Dataset entries:
★ ★ ★
//! Structured log records describing observed interactions.
//!
//! One record is emitted per observed occurrence: a construction, a method
//! call, a property read or write, an event firing, or a non-fatal warning
//! raised by the instrumentation layer itself. Records are immutable and
//! have no identity beyond their position in the sink's input stream.

use std::collections::BTreeMap;
use std::time::{Duration, SystemTime};

use serde::{Deserialize, Serialize};

use shimmer_object::{ObjectError, ObjectRef, Value};

/// Outcome of an observed operation.
#[derive(Debug, Clone)]
pub enum Outcome {
    /// The operation returned (or wrote) a value.
    Returned(Value),
    /// The operation threw.
    Threw(ObjectError),
}

impl Outcome {
    /// Check whether the operation returned.
    pub fn is_return(&self) -> bool {
        matches!(self, Outcome::Returned(_))
    }

    /// Check whether the operation threw.
    pub fn is_throw(&self) -> bool {
        matches!(self, Outcome::Threw(_))
    }

    /// The returned value, if the operation returned.
    pub fn result(&self) -> Option<&Value> {
        match self {
            Outcome::Returned(value) => Some(value),
            Outcome::Threw(_) => None,
        }
    }

    /// The error, if the operation threw.
    pub fn error(&self) -> Option<&ObjectError> {
        match self {
            Outcome::Returned(_) => None,
            Outcome::Threw(err) => Some(err),
        }
    }
}

/// Value(s) correlated with an event occurrence.
#[derive(Debug, Clone, PartialEq)]
pub enum Correlated {
    /// A single correlated member value.
    Single(Value),
    /// Several correlated members, by name.
    Named(BTreeMap<String, Value>),
}

/// A structured log record.
#[derive(Debug, Clone)]
pub enum TraceRecord {
    /// An instance was constructed.
    Constructor {
        /// When the construction was observed.
        timestamp: SystemTime,
        /// Time from invocation to (instrumented) instance or failure.
        duration: Duration,
        /// The constructed instance; absent when construction threw.
        instance: Option<ObjectRef>,
        /// Display identity of the instance; absent when construction threw.
        identity: Option<String>,
        /// Class name.
        class_name: String,
        /// Constructor arguments.
        args: Vec<Value>,
        /// Result or thrown error.
        outcome: Outcome,
    },
    /// A method was called.
    Method {
        /// When the call was observed.
        timestamp: SystemTime,
        /// Call duration; for deferred results, either time-to-obtain or
        /// time-to-settle depending on configuration.
        duration: Duration,
        /// Acting instance.
        instance: ObjectRef,
        /// Display identity of the instance.
        identity: String,
        /// Class name.
        class_name: String,
        /// Member name.
        member: String,
        /// Call arguments.
        args: Vec<Value>,
        /// Result or thrown error.
        outcome: Outcome,
    },
    /// A property was read through a native accessor.
    Getter {
        /// When the read was observed.
        timestamp: SystemTime,
        /// Accessor duration.
        duration: Duration,
        /// Acting instance.
        instance: ObjectRef,
        /// Display identity of the instance.
        identity: String,
        /// Class name.
        class_name: String,
        /// Member name.
        member: String,
        /// Read value or thrown error.
        outcome: Outcome,
    },
    /// A property was written.
    Setter {
        /// When the write was observed.
        timestamp: SystemTime,
        /// Mutator duration; zero for plain stored values.
        duration: Duration,
        /// Acting instance.
        instance: ObjectRef,
        /// Display identity of the instance.
        identity: String,
        /// Class name.
        class_name: String,
        /// Member name.
        member: String,
        /// Written value or thrown error.
        outcome: Outcome,
    },
    /// An event fired.
    Event {
        /// When the event was observed.
        timestamp: SystemTime,
        /// Always zero for events.
        duration: Duration,
        /// Acting instance.
        instance: ObjectRef,
        /// Display identity of the instance.
        identity: String,
        /// Class name.
        class_name: String,
        /// Event name.
        event: String,
        /// Raw event payload.
        payload: Value,
        /// Correlated member value(s), when a correlation was found.
        value: Option<Correlated>,
    },
    /// The instrumentation layer could not intercept something.
    Warning {
        /// When the warning was raised.
        timestamp: SystemTime,
        /// Always zero for warnings.
        duration: Duration,
        /// Free-text message.
        message: String,
    },
}

impl TraceRecord {
    /// Get the record kind name.
    pub fn record_kind(&self) -> &'static str {
        match self {
            TraceRecord::Constructor { .. } => "constructor",
            TraceRecord::Method { .. } => "method",
            TraceRecord::Getter { .. } => "getter",
            TraceRecord::Setter { .. } => "setter",
            TraceRecord::Event { .. } => "event",
            TraceRecord::Warning { .. } => "warning",
        }
    }

    /// The class name, absent for warnings.
    pub fn class_name(&self) -> Option<&str> {
        match self {
            TraceRecord::Constructor { class_name, .. }
            | TraceRecord::Method { class_name, .. }
            | TraceRecord::Getter { class_name, .. }
            | TraceRecord::Setter { class_name, .. }
            | TraceRecord::Event { class_name, .. } => Some(class_name),
            TraceRecord::Warning { .. } => None,
        }
    }

    /// The instance identity, where present.
    pub fn identity(&self) -> Option<&str> {
        match self {
            TraceRecord::Constructor { identity, .. } => identity.as_deref(),
            TraceRecord::Method { identity, .. }
            | TraceRecord::Getter { identity, .. }
            | TraceRecord::Setter { identity, .. }
            | TraceRecord::Event { identity, .. } => Some(identity),
            TraceRecord::Warning { .. } => None,
        }
    }

    /// The member name, for method/getter/setter records.
    pub fn member(&self) -> Option<&str> {
        match self {
            TraceRecord::Method { member, .. }
            | TraceRecord::Getter { member, .. }
            | TraceRecord::Setter { member, .. } => Some(member),
            _ => None,
        }
    }

    /// The operation outcome, where the record kind has one.
    pub fn outcome(&self) -> Option<&Outcome> {
        match self {
            TraceRecord::Constructor { outcome, .. }
            | TraceRecord::Method { outcome, .. }
            | TraceRecord::Getter { outcome, .. }
            | TraceRecord::Setter { outcome, .. } => Some(outcome),
            _ => None,
        }
    }

    /// The record duration.
    pub fn duration(&self) -> Duration {
        match self {
            TraceRecord::Constructor { duration, .. }
            | TraceRecord::Method { duration, .. }
            | TraceRecord::Getter { duration, .. }
            | TraceRecord::Setter { duration, .. }
            | TraceRecord::Event { duration, .. }
            | TraceRecord::Warning { duration, .. } => *duration,
        }
    }

    /// Flatten to a serializable summary.
    pub fn summary(&self) -> RecordSummary {
        let mut summary = RecordSummary {
            kind: self.record_kind().to_string(),
            class_name: self.class_name().map(str::to_string),
            identity: self.identity().map(str::to_string),
            member: self.member().map(str::to_string),
            duration_ms: self.duration().as_millis() as u64,
            ..RecordSummary::default()
        };
        match self {
            TraceRecord::Constructor { args, outcome, .. }
            | TraceRecord::Method { args, outcome, .. } => {
                summary.args = Some(serde_json::Value::Array(
                    args.iter().map(Value::to_json).collect(),
                ));
                summary.apply_outcome(outcome);
            }
            TraceRecord::Getter { outcome, .. } | TraceRecord::Setter { outcome, .. } => {
                summary.apply_outcome(outcome);
            }
            TraceRecord::Event {
                event,
                payload,
                value,
                ..
            } => {
                summary.event = Some(event.clone());
                summary.payload = Some(payload.to_json());
                summary.value = value.as_ref().map(|correlated| match correlated {
                    Correlated::Single(v) => v.to_json(),
                    Correlated::Named(map) => serde_json::Value::Object(
                        map.iter().map(|(k, v)| (k.clone(), v.to_json())).collect(),
                    ),
                });
            }
            TraceRecord::Warning { message, .. } => {
                summary.message = Some(message.clone());
            }
        }
        summary
    }
}

/// Flat, serializable rendering of a trace record.
#[derive(Debug, Clone, Default, Serialize, Deserialize)]
pub struct RecordSummary {
    /// Record kind name.
    pub kind: String,
    /// Class name, if present.
    #[serde(skip_serializing_if = "Option::is_none")]
    pub class_name: Option<String>,
    /// Instance identity, if present.
    #[serde(skip_serializing_if = "Option::is_none")]
    pub identity: Option<String>,
    /// Member name, if present.
    #[serde(skip_serializing_if = "Option::is_none")]
    pub member: Option<String>,
    /// Event name, if present.
    #[serde(skip_serializing_if = "Option::is_none")]
    pub event: Option<String>,
    /// Arguments as JSON, if present.
    #[serde(skip_serializing_if = "Option::is_none")]
    pub args: Option<serde_json::Value>,
    /// Result as JSON, if the operation returned.
    #[serde(skip_serializing_if = "Option::is_none")]
    pub result: Option<serde_json::Value>,
    /// Error message, if the operation threw.
    #[serde(skip_serializing_if = "Option::is_none")]
    pub error: Option<String>,
    /// Event payload as JSON, if present.
    #[serde(skip_serializing_if = "Option::is_none")]
    pub payload: Option<serde_json::Value>,
    /// Correlated value as JSON, if present.
    #[serde(skip_serializing_if = "Option::is_none")]
    pub value: Option<serde_json::Value>,
    /// Warning message, if present.
    #[serde(skip_serializing_if = "Option::is_none")]
    pub message: Option<String>,
    /// Duration in milliseconds.
    pub duration_ms: u64,
}

impl RecordSummary {
    fn apply_outcome(&mut self, outcome: &Outcome) {
        match outcome {
            Outcome::Returned(value) => self.result = Some(value.to_json()),
            Outcome::Threw(err) => self.error = Some(err.to_string()),
        }
    }
}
★ ★ ★
■ **Task description**
When a line in the data contains "derive", return it as written.

■ **Response area**
#[derive(Debug, Clone)]
#[derive(Debug, Clone, PartialEq)]
#[derive(Debug, Clone)]
#[derive(Debug, Clone, Default, Serialize, Deserialize)]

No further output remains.